# Concrete or wood ?



## shycas2008 (Aug 19, 2014)

I want to lay concrete floors in my home. To include kitchen, living room and hallway. Anyone have experience with this ? I thought wood at first ... but there is just something classy about concrete. I heard $3 - $8 dollars.

Figure area rugs would draw everything together nicely.

Wood is not off the table at this point.

How long does it last ? 
How periodically would you need to reseal it ?

concrete vs hardwood - pro's / cons ?


----------



## Rusty (Aug 19, 2014)

What are you putting it over? First floor or second floor? Concrete may be too heavy to go on an upper floor.


----------



## mako1 (Aug 22, 2014)

I heard $3- $8? What does this mean? A sf or what?How thick will this concrete be and what is going to support it?
There is a reason that the only houses you see with conctete floors are slab on grade.


----------



## mako1 (Aug 22, 2014)

Just saw another post of yours on the same topic stating that you live in a condo.It would have been good of you to have posted this info in one post.If the condo you live in is multi story and you could give us more info you probably already have concrete your floor.Is it a concrete structure?Wood framed condo?How many units will usually determan that?


----------



## Wuzzat? (Aug 22, 2014)

Concrete is cold on your feet, summer & winter.  Look up thermal conductivity for both.
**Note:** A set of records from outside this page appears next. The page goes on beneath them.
use serde::{Deserialize, Serialize};
use subflow_jobs::JobOptions;

#[derive(Debug, Clone, Default, Deserialize, Serialize)]
pub struct Config {
    #[serde(default)]
    pub orchestrator: OrchestratorConfig,

    /// Job options applied beneath command-line and event options
    #[serde(default)]
    pub defaults: JobOptions,

    #[serde(default)]
    pub catalog: Option<CatalogConfig>,
}

#[derive(Debug, Clone, Default, Deserialize, Serialize)]
pub struct OrchestratorConfig {
    /// State machine started by `create` and the event handler
    #[serde(default)]
    pub state_machine_arn: Option<String>,
}

/// Media asset catalog credentials
#[derive(Debug, Clone, Deserialize, Serialize)]
pub struct CatalogConfig {
    #[serde(default = "default_true")]
    pub enabled: bool,

    #[serde(default)]
    pub app_id: String,

    #[serde(default)]
    pub auth_token: String,

    #[serde(default = "default_catalog_base_url")]
    pub base_url: String,
}

impl Default for CatalogConfig {
    fn default() -> Self {
        Self {
            enabled: true,
            app_id: String::new(),
            auth_token: String::new(),
            base_url: default_catalog_base_url(),
        }
    }
}

fn default_true() -> bool {
    true
}

pub fn default_catalog_base_url() -> String {
    "https://app.iconik.io/API".to_string()
}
Density, 110 lbs/cu ft vs. ~35.


----------



## shycas2008 (Aug 22, 2014)

I live on a second floor condominium. I am going to meet with contractors tomorrow and see the weight threshold for the flooring. I thought "man, industrial buildings can handle it - why not this building ?" Perhaps it will be a pipe dream.


----------



## shycas2008 (Aug 22, 2014)

$3 - $8 a square foot. I read a few articles that upper floors should not have thicker then 2in slabs. I figured the subfloor would support it. But I am headed off to meet contractors tomorrow and get their expertise / take on it as well.


----------



## shycas2008 (Aug 22, 2014)

Much sorry for the post regarding if it was a condo. It is multi-stored - 2 floor. I am on the top. Looks like lightweight concrete / gypcrete is the subfloor material right now. The structure is brick. All of them have the same structure as far as I know.


----------



## shycas2008 (Aug 22, 2014)

Figured with area rugs we could cut down on the pain of cold feet ! But, there are still a lot of questions regarding this project !


----------



## nealtw (Aug 23, 2014)

A lot can be learned from talking to others in the complex, learn about success and failure on others projects.


----------



## Rusty (Aug 23, 2014)

Gypcrete is normally used to reduce weight and cost. I would be surprised if the structure is rated to hold concrete. The gypcrete is probably 2 inches thick over a 3/4" plywood sheet. I have seen 1 1/2" over 1/2" plywood.


----------



## shycas2008 (Aug 24, 2014)

Well folks, went and talked to the concrete contractors. They are talking in the $10 - $12 range to seal up the gypcrete already laid on the subfloor. They also said we cannot guarantee it will not crack / last if the gypcrete / lightweight concrete is failing. Soooo ... I asked them to come and actually LOOK at the floor. (I only showed them pictures at their office.) I'm guessing that I will be looking toward laying porcelain / ceramic tiling then. What an annoying situation ! They make beautiful flooring options. The hits just keep on coming !


----------



## zannej (Aug 24, 2014)

If you google John Bridge and porcelain tiles, there was a post from a guy named Pete who used some porcelain tiles that looked like marble in his bathroom. I can't remember the url right now (not sure if its allowed for me to link it) and he said from where he bought them and he got some special silicone grout that was color matched.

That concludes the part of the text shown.